Y’ALL began in 2012 but enjoyed an explosion of activity and membership in the past two years. In April, we went on a trip to the Eureka Springs Unitarian Universalist Fellowship where we met congregation members at a reception, did a historic walking tour of the underground, stayed overnight in the EUUF building, wandered the town, attended Sunday service and coffee hour. This is the second official Y’ALL trip we’ve done; the first one was a visit to All Souls UU in Tulsa Oklahoma for Youth Sunday 2015 (which was awesome!).
The first successful events that brought us together were Dream Circle dinners where we talked about what we wanted as YA UUs at UUFF. There are a variety of activities in Y’ALL that attract different people: weeknight coffee hours, 2nd and 4th Thursday night Cartoons for All Ages, weekday and weekend service projects like stocking stuffers, gardening at Tri Cycle or helping the homeless, overnight trips to other UU congregations, occasional hiking or fun events and spiritual discussions, dinners, and of course the coffee hour huddle after Sunday services. Y’ALL is also helping bring to life Linda Flores’ designs for a UUFF Little Free Library and Little Free Pantry near the building!
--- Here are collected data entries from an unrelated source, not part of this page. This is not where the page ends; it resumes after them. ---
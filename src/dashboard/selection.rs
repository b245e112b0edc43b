use chrono::NaiveDate;
use serde::{Deserialize, Serialize};
use tokio::sync::watch;
use utoipa::ToSchema;

use super::DashboardError;

/// Current user selection
#[derive(Debug, Clone, PartialEq, Eq, Serialize, ToSchema)]
pub struct SelectionState {
    pub selected_sensor: String,
    pub range_start: NaiveDate,
    pub range_end: NaiveDate,
}

/// One input event from the dashboard controls
#[derive(Debug, Clone, PartialEq, Eq, Serialize, Deserialize, ToSchema)]
#[serde(tag = "type", content = "value", rename_all = "snake_case")]
pub enum SelectionEvent {
    /// Sensor dropdown changed
    Sensor(String),
    /// Range start picker changed
    RangeStart(NaiveDate),
    /// Range end picker changed
    RangeEnd(NaiveDate),
}

/// Owns the selection and publishes every change.
///
/// Subscribers get a `watch` receiver; each successful setter marks it
/// changed exactly once. Rejected updates publish nothing.
#[derive(Debug)]
pub struct SelectionHolder {
    catalog: Vec<String>,
    min_date: NaiveDate,
    max_date: NaiveDate,
    state: SelectionState,
    tx: watch::Sender<SelectionState>,
}

impl SelectionHolder {
    /// Start with the first catalog sensor and the full date span.
    ///
    /// # Errors
    ///
    /// Returns `DashboardError::EmptyCatalog` if `catalog` is empty.
    pub fn new(
        catalog: Vec<String>,
        min_date: NaiveDate,
        max_date: NaiveDate,
    ) -> Result<Self, DashboardError> {
        let first = catalog.first().cloned().ok_or(DashboardError::EmptyCatalog)?;
        let state = SelectionState {
            selected_sensor: first,
            range_start: min_date,
            range_end: max_date,
        };
        let (tx, _) = watch::channel(state.clone());

        Ok(Self {
            catalog,
            min_date,
            max_date,
            state,
            tx,
        })
    }

    pub fn state(&self) -> &SelectionState {
        &self.state
    }

    pub fn catalog(&self) -> &[String] {
        &self.catalog
    }

    /// Allowed date bounds, inclusive
    pub fn bounds(&self) -> (NaiveDate, NaiveDate) {
        (self.min_date, self.max_date)
    }

    pub fn subscribe(&self) -> watch::Receiver<SelectionState> {
        self.tx.subscribe()
    }

    /// # Errors
    ///
    /// Returns `DashboardError::InvalidSensor` if `id` is not in the catalog.
    pub fn set_sensor(&mut self, id: &str) -> Result<(), DashboardError> {
        if !self.catalog.iter().any(|s| s == id) {
            tracing::warn!(sensor = %id, "Rejected unknown sensor");
            return Err(DashboardError::InvalidSensor(id.to_string()));
        }
        self.state.selected_sensor = id.to_string();
        self.publish();
        Ok(())
    }

    pub fn set_range_start(&mut self, date: NaiveDate) {
        self.state.range_start = self.clamp(date);
        self.publish();
    }

    pub fn set_range_end(&mut self, date: NaiveDate) {
        self.state.range_end = self.clamp(date);
        self.publish();
    }

    /// # Errors
    ///
    /// Propagates `InvalidSensor` from [`Self::set_sensor`].
    pub fn apply(&mut self, event: SelectionEvent) -> Result<(), DashboardError> {
        match event {
            SelectionEvent::Sensor(id) => self.set_sensor(&id),
            SelectionEvent::RangeStart(date) => {
                self.set_range_start(date);
                Ok(())
            }
            SelectionEvent::RangeEnd(date) => {
                self.set_range_end(date);
                Ok(())
            }
        }
    }

    fn clamp(&self, date: NaiveDate) -> NaiveDate {
        date.clamp(self.min_date, self.max_date)
    }

    fn publish(&self) {
        tracing::debug!(
            sensor = %self.state.selected_sensor,
            start = %self.state.range_start,
            end = %self.state.range_end,
            "Selection changed"
        );
        self.tx.send_replace(self.state.clone());
    }
}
On movie nights for the past year (Cartoons for All Ages), we’ve been watching Avatar the Last Airbender cartoon series and Miyazaki films because they’re so UU! Themes in the Avatar cartoon series include peace, genocide, war, environmental justice, animal rights, worth and dignity for all people regardless of ability or identity, poverty, pollution, religious diversity and tolerance, spiritual growth, multiculturalism, racism, sexism, democracy, and more. Avatar Aang was listed as one of the most UU characters in UU World magazine. The films of Hayao Miyazaki focus on themes of environmental justice and peace against a beautiful backdrop of stunning artwork and believable, complex, thought-provoking characters.
This fall, the UA registered student organization “UU Razorbacks” will form the Campus Ministry wings of Y”ALL, promoting UUism and UUFF for students who may need this in their life.
Young adult ministry is life-saving work and I’m proud to be a part of it with the people who form my spiritual home.